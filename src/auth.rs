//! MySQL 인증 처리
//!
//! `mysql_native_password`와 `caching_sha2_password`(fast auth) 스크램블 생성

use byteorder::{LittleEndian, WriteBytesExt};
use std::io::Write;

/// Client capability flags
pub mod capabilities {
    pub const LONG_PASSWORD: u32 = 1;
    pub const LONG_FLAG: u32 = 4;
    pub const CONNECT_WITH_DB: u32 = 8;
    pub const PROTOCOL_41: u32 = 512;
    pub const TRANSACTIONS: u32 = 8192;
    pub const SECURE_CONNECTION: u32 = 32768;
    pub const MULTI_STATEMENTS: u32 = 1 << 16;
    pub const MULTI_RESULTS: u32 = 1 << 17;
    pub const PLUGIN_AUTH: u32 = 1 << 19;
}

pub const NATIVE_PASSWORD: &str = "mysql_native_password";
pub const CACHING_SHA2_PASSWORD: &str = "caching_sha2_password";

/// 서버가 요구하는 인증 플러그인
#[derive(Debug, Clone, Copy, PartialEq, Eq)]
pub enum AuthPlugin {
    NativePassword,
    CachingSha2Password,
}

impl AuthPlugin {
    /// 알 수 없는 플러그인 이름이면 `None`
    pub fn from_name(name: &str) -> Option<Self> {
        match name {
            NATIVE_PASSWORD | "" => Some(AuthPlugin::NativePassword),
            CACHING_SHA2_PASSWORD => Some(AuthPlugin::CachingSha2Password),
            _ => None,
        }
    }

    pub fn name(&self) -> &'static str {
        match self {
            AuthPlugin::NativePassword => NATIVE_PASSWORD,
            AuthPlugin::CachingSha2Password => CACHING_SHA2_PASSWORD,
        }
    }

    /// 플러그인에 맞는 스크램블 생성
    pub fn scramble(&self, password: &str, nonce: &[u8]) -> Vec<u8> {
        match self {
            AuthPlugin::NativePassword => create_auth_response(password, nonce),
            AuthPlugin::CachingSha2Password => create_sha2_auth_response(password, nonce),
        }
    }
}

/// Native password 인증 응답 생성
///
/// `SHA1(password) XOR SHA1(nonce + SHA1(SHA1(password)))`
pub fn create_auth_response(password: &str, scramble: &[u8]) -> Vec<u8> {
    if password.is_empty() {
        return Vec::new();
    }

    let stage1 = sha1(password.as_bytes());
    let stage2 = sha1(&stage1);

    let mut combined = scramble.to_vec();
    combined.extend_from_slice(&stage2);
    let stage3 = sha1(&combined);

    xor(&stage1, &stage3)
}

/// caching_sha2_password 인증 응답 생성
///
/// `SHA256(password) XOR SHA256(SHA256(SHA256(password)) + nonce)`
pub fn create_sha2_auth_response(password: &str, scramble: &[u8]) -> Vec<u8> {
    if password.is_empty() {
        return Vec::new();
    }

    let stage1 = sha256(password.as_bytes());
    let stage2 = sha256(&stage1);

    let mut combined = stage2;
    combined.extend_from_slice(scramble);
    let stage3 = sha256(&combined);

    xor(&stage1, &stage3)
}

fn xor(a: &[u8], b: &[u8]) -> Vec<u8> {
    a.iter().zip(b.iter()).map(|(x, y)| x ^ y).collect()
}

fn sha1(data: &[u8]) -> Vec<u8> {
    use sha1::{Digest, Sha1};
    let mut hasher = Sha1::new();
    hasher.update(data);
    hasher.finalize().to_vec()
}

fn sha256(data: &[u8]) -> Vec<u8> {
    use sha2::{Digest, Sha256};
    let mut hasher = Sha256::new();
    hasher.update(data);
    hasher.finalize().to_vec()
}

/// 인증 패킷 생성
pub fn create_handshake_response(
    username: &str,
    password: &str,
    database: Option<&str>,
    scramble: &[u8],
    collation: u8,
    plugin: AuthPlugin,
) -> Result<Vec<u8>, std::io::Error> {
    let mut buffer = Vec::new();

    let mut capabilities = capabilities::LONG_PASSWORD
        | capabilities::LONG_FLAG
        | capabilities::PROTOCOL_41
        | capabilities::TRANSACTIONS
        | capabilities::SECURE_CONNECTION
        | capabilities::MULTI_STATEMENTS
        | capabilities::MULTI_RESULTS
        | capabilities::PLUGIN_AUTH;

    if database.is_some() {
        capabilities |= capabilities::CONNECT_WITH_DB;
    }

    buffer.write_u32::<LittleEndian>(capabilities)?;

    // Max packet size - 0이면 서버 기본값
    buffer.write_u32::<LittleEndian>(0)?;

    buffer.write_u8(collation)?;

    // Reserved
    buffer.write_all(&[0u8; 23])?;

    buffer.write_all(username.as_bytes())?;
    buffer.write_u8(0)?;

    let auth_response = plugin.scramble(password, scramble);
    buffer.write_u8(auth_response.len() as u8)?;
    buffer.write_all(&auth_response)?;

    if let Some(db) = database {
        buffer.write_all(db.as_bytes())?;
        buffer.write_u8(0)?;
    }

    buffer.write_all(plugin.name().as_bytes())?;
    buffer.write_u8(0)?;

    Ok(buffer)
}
= = = =
**YOUR OBJECTIVE**
Your answer should be an exact transcription of the data above.

**ANSWER BOX**
filename src/auth.rs
//! MySQL 인증 처리
//!
//! `mysql_native_password`와 `caching_sha2_password`(fast auth) 스크램블 생성

use byteorder::{LittleEndian, WriteBytesExt};
use std::io::Write;

/// Client capability flags
pub mod capabilities {
    pub const LONG_PASSWORD: u32 = 1;
    pub const LONG_FLAG: u32 = 4;
    pub const CONNECT_WITH_DB: u32 = 8;
    pub const PROTOCOL_41: u32 = 512;
    pub const TRANSACTIONS: u32 = 8192;
    pub const SECURE_CONNECTION: u32 = 32768;
    pub const MULTI_STATEMENTS: u32 = 1 << 16;
    pub const MULTI_RESULTS: u32 = 1 << 17;
    pub const PLUGIN_AUTH: u32 = 1 << 19;
}

pub const NATIVE_PASSWORD: &str = "mysql_native_password";
pub const CACHING_SHA2_PASSWORD: &str = "caching_sha2_password";

/// 서버가 요구하는 인증 플러그인
#[derive(Debug, Clone, Copy, PartialEq, Eq)]
pub enum AuthPlugin {
    NativePassword,
    CachingSha2Password,
}

impl AuthPlugin {
    /// 알 수 없는 플러그인 이름이면 `None`
    pub fn from_name(name: &str) -> Option<Self> {
        match name {
            NATIVE_PASSWORD | "" => Some(AuthPlugin::NativePassword),
            CACHING_SHA2_PASSWORD => Some(AuthPlugin::CachingSha2Password),
            _ => None,
        }
    }

    pub fn name(&self) -> &'static str {
        match self {
            AuthPlugin::NativePassword => NATIVE_PASSWORD,
            AuthPlugin::CachingSha2Password => CACHING_SHA2_PASSWORD,
        }
    }

    /// 플러그인에 맞는 스크램블 생성
    pub fn scramble(&self, password: &str, nonce: &[u8]) -> Vec<u8> {
        match self {
            AuthPlugin::NativePassword => create_auth_response(password, nonce),
            AuthPlugin::CachingSha2Password => create_sha2_auth_response(password, nonce),
        }
    }
}

/// Native password 인증 응답 생성
///
/// `SHA1(password) XOR SHA1(nonce + SHA1(SHA1(password)))`
pub fn create_auth_response(password: &str, scramble: &[u8]) -> Vec<u8> {
    if password.is_empty() {
        return Vec::new();
    }

    let stage1 = sha1(password.as_bytes());
    let stage2 = sha1(&stage1);

    let mut combined = scramble.to_vec();
    combined.extend_from_slice(&stage2);
    let stage3 = sha1(&combined);

    xor(&stage1, &stage3)
}

/// caching_sha2_password 인증 응답 생성
///
/// `SHA256(password) XOR SHA256(SHA256(SHA256(password)) + nonce)`
pub fn create_sha2_auth_response(password: &str, scramble: &[u8]) -> Vec<u8> {
    if password.is_empty() {
        return Vec::new();
    }

    let stage1 = sha256(password.as_bytes());
    let stage2 = sha256(&stage1);

    let mut combined = stage2;
    combined.extend_from_slice(scramble);
    let stage3 = sha256(&combined);

    xor(&stage1, &stage3)
}

fn xor(a: &[u8], b: &[u8]) -> Vec<u8> {
    a.iter().zip(b.iter()).map(|(x, y)| x ^ y).collect()
}

fn sha1(data: &[u8]) -> Vec<u8> {
    use sha1::{Digest, Sha1};
    let mut hasher = Sha1::new();
    hasher.update(data);
    hasher.finalize().to_vec()
}

fn sha256(data: &[u8]) -> Vec<u8> {
    use sha2::{Digest, Sha256};
    let mut hasher = Sha256::new();
    hasher.update(data);
    hasher.finalize().to_vec()
}

/// 인증 패킷 생성
pub fn create_handshake_response(
    username: &str,
    password: &str,
    database: Option<&str>,
    scramble: &[u8],
    collation: u8,
    plugin: AuthPlugin,
) -> Result<Vec<u8>, std::io::Error> {
    let mut buffer = Vec::new();

    let mut capabilities = capabilities::LONG_PASSWORD
        | capabilities::LONG_FLAG
        | capabilities::PROTOCOL_41
        | capabilities::TRANSACTIONS
        | capabilities::SECURE_CONNECTION
        | capabilities::MULTI_STATEMENTS
        | capabilities::MULTI_RESULTS
        | capabilities::PLUGIN_AUTH;

    if database.is_some() {
        capabilities |= capabilities::CONNECT_WITH_DB;
    }

    buffer.write_u32::<LittleEndian>(capabilities)?;

    // Max packet size - 0이면 서버 기본값
    buffer.write_u32::<LittleEndian>(0)?;

    buffer.write_u8(collation)?;

    // Reserved
    buffer.write_all(&[0u8; 23])?;

    buffer.write_all(username.as_bytes())?;
    buffer.write_u8(0)?;

    let auth_response = plugin.scramble(password, scramble);
    buffer.write_u8(auth_response.len() as u8)?;
    buffer.write_all(&auth_response)?;

    if let Some(db) = database {
        buffer.write_all(db.as_bytes())?;
        buffer.write_u8(0)?;
    }

    buffer.write_all(plugin.name().as_bytes())?;
    buffer.write_u8(0)?;

    Ok(buffer)
}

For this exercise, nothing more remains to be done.